Leur titre Судно (Sudno) était devenu une sensation virale sur TikTok au point de concentrer une certaine attention des curieux vis-à-vis de l’alphabet cyrillique mais surtout accordant un regain d’intérêt au profit d’une cold wave transposée à l’Est du continent européen. À ce titre, je vous invite à lire ou relire le très intéressant article de ma consœur Claire Sixmonstre consacré à l’intriguant phénomène.
Pour revenir plus précisément à notre orchestre biélorusse, nous avions pu tester la qualité de notre platine grâce à deux premiers LP venus du froid (dans tous les sens du terme). Монумент (Monument) sorti en 2020 annonçait sans doute une novation avec un aspect moins marqué du côté de la tendance post-punk décharnée. Les plus fins observateurs pouvaient donc pressentir la montée en puissance artistique du projet. Pour autant, Molchat Doma (Молчат Дома) se faisait toujours taxer de groupe caricatural bien que pensionnaire d’un label dont la réputation n’est plus à faire en matière de style (Sacred Bones Records) et surtout, malgré un capital sympathie indéniable pour leurs déclinaisons de sonorités d’apparence grisâtre.
Justement, question couleur, la nouvelle expédition semble bien plus attractive. La pochette demeure axée sur le dogme d’une architecture imposante mais les teintes de la devanture osent désormais le sépia. Au niveau du contenu, c’est une véritable révolution. Aux beats pompiers répond une douleur qui n’est plus camouflée. La gravité demeure donc tout en s’enveloppant d’une prog’ électro bodybuildée. Imaginez l’esprit du sommet Violator revu et corrigé par une bande venue de Minsk dont le chanteur Egor Shkutko ne brade pas la suggestion d’un frisson vocal, moins monotone d’ailleurs mais tout aussi dramatique.

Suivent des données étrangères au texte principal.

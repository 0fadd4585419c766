// Copyright The CoSim Authors
// SPDX-License-Identifier: Apache-2.0

//! Errors for the resource model.

use crate::{HostId, JobSig};

/// Errors raised by the cluster resource model.
#[derive(thiserror::Error, Debug)]
pub enum Error {
    /// A socket configuration with no sockets was given.
    #[error("socket configuration must name at least one socket")]
    EmptySocketConf,

    /// A socket configuration names a socket with zero cores.
    #[error("socket {socket} has zero cores")]
    ZeroCoreSocket {
        /// Index of the offending socket.
        socket: usize,
    },

    /// A host was asked for more cores than a socket has free.
    #[error("host {host}: socket {socket} has {free} free cores, {needed} required")]
    InsufficientCores {
        /// The host that was asked.
        host: HostId,
        /// Index of the socket that came up short.
        socket: usize,
        /// Cores requested from that socket.
        needed: u32,
        /// Cores currently free on that socket.
        free: usize,
    },

    /// A release was requested for a job the host does not hold.
    #[error("host {host} holds no cores for job {job}")]
    UnknownOccupant {
        /// The host that was asked.
        host: HostId,
        /// The job signature that was not found.
        job: JobSig,
    },

    /// The allocation shape names a different socket count than the host has.
    #[error("allocation shape has {shape_sockets} sockets, host {host} has {host_sockets}")]
    SocketCountMismatch {
        /// The host that was asked.
        host: HostId,
        /// Sockets in the requested shape.
        shape_sockets: usize,
        /// Sockets the host actually has.
        host_sockets: usize,
    },

    /// The maintained idle-core counter diverged from the per-host free sets.
    ///
    /// This is a fatal accounting invariant; the simulation must stop.
    #[error("idle-core drift: counter says {counted}, hosts hold {derived} free cores")]
    IdleCoreDrift {
        /// The maintained counter value.
        counted: usize,
        /// The value re-derived from every host's free sets.
        derived: usize,
    },

    /// The heatmap file could not be parsed.
    #[error("malformed heatmap: {details}")]
    MalformedHeatmap {
        /// Description of the parse failure.
        details: String,
    },
}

Il ne serait pas impossible de penser que la finalisation de Belaya Polosa sur les rivages ensoleillés de Los Angeles aura explicitement conféré bien plus de densité et d’aération à ce quatrième album. Molchat Doma dévore ici les tics des pulsations du début des 90’s sans omettre la bonne dose de réverbération. Globalement, la démonstration pourrait se perdre dans une surenchère d’un monde lugubre aux ornementations rococo. Au final, c’est davantage une attachante envie de remonter le temps qui pourrait nous envahir… la nostalgie du dancefloor batcave à l’horizon.